Ma l’origine degli “Squamates” è stata a lungo un enigma. La famiglia appartiene a un gruppo più ampio chiamato lepidosauri, una categoria che comprende anche un lignaggio di sorelle chiamato i rinoceronti, rappresentato solo oggi dall’umile tuatara, un piccolo rettile in Nuova Zelanda.

Il tuatara è l’ultima specie rinocerfalica esistente.

I due gruppi arrivano da un antenato comune del lontano passato, ma quando e come è successo, rimane un mistero. I dati genetici avevano a lungo suggerito che gli squamati provenissero da qualche parte durante il Periodo Triassico Antico.

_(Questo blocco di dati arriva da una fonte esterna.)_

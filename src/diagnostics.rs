//! Structured per-row diagnostic stream.
//!
//! The engine reports every noteworthy row outcome as a [`Diagnostic`]. Only
//! the [`DiagnosticKind`] classification is stable; messages are for humans.

use std::io::Write;

use log::{info, warn};
use serde::Serialize;

#[derive(Debug, Clone, Copy, PartialEq, Eq, Serialize)]
#[serde(rename_all = "kebab-case")]
pub enum DiagnosticKind {
    MissingRequired,
    TypeError,
    ValidationError,
    Duplicate,
    InsertError,
    UnmappedClimate,
}

impl DiagnosticKind {
    pub fn is_error(&self) -> bool {
        !matches!(self, DiagnosticKind::Duplicate | DiagnosticKind::UnmappedClimate)
    }
}

#[derive(Debug, Clone, PartialEq, Serialize)]
pub struct Diagnostic {
    /// 1-based data row number (the header is not counted).
    pub row: usize,
    pub kind: DiagnosticKind,
    #[serde(skip_serializing_if = "Option::is_none")]
    pub field: Option<String>,
    pub message: String,
}

pub trait DiagnosticSink {
    fn emit(&mut self, diagnostic: Diagnostic);
}

impl DiagnosticSink for Vec<Diagnostic> {
    fn emit(&mut self, diagnostic: Diagnostic) {
        self.push(diagnostic);
    }
}

impl<A: DiagnosticSink, B: DiagnosticSink> DiagnosticSink for (A, B) {
    fn emit(&mut self, diagnostic: Diagnostic) {
        self.0.emit(diagnostic.clone());
        self.1.emit(diagnostic);
    }
}

/// Forwards diagnostics to the `log` facade.
#[derive(Debug, Default)]
pub struct LogSink;

impl DiagnosticSink for LogSink {
    fn emit(&mut self, diagnostic: Diagnostic) {
        let field = diagnostic
            .field
            .as_deref()
            .map(|name| format!(" [{name}]"))
            .unwrap_or_default();
        if diagnostic.kind.is_error() {
            warn!("Row {}{field}: {}", diagnostic.row, diagnostic.message);
        } else {
            info!("Row {}{field}: {}", diagnostic.row, diagnostic.message);
        }
    }
}

/// Writes one JSON object per diagnostic. The first write failure is kept and
/// later diagnostics are dropped.
pub struct JsonLinesSink<W: Write> {
    writer: W,
    failure: Option<std::io::Error>,
}

impl<W: Write> JsonLinesSink<W> {
    pub fn new(writer: W) -> Self {
        Self {
            writer,
            failure: None,
        }
    }

    pub fn finish(mut self) -> std::io::Result<W> {
        if let Some(err) = self.failure.take() {
            return Err(err);
        }
        self.writer.flush()?;
        Ok(self.writer)
    }
}

impl<W: Write> DiagnosticSink for JsonLinesSink<W> {
    fn emit(&mut self, diagnostic: Diagnostic) {
        if self.failure.is_some() {
            return;
        }
        let result = serde_json::to_writer(&mut self.writer, &diagnostic)
            .map_err(std::io::Error::from)
            .and_then(|_| self.writer.write_all(b"\n"));
        if let Err(err) = result {
            self.failure = Some(err);
        }
    }
}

Ma quando si trattava di prove fossili, gli unici lepidosauri che qualcuno poteva trovare dal Periodo Triassico erano i rincalifagi. I primi fossili conosciuti di squamate risalgono al periodo Giurassico successivo, lasciando un frustrante divario di 75 milioni di anni tra l’antenato condiviso e l’aspetto di quelli che ora sono alcuni degli animali più familiari del pianeta.

“È come se avessimo prove definitive di una famiglia che aveva due fratelli”, ha detto il dottor Pritchard. “Di un fratello, si sa molto della vita che conduceva ma dell’altro, non si ha alcuna informazione sulla sua infanzia “.

L’esemplare è stato trovato da un cacciatore di fossili dilettante nel 1999 in un affioramento di calcare nelle montagne dolomitiche del nord Italia.

La lastra, che risaliva al medio periodo triassico, conteneva la metà anteriore di un piccolo scheletro leggermente schiacciato con una grande testa e arti anteriori pesanti.

I resti erano ben articolati, ma un po ‘difficili da capire. Quando gli scienziati lo hanno definito formalmente nel 2003, lo hanno descritto come un lepidosauro primitivo.

Ma nel 2014, il dott. Simões – che è specializzato nel districare la storia evolutiva degli squamati viventi ed estinti – ha trovato un documento sul fossile che ha attirato il suo interesse. Guardando le figure anatomiche, capì subito che probabilmente stava guardando una lucertola molto primitiva.

Massimo Bernardi, paleontologo presso il Museo della Scienza di Trento, in Italia, ha suggerito di eseguire una scansione micro TC ad alta risoluzione per vedere meglio le ossa compresse.

Sotto lo sguardo high-tech degli scanner, gli scienziati sono stati in grado di ricostruire digitalmente le piccole ossa schiacciate, individuando dettagli estetici dell’anatomia invisibili ad occhio nudo.

Trovarono che porzioni della scatola cranica dell’animale somigliavano più a quella di una moderna iguana  rispetto a  quelle di altri rettili triassici; così come la disposizione dei denti e la mancanza di perforazioni nella parte inferiore delle vertebre.

I fossili ci rilevano i segreti dell’antichità portando grandi quantità di informazioni di vecchia e preziosa data. Il fatto straordinario è la quantità ancora presente all’interno della crosta terrestre, immagina fossili interconnessi a cristalli di quarzo e gemme grezze. La cosa giusta da fare sarebbe in realtà, di lasciare al proprio posto questi reperti perchè di proprietà di madre natura.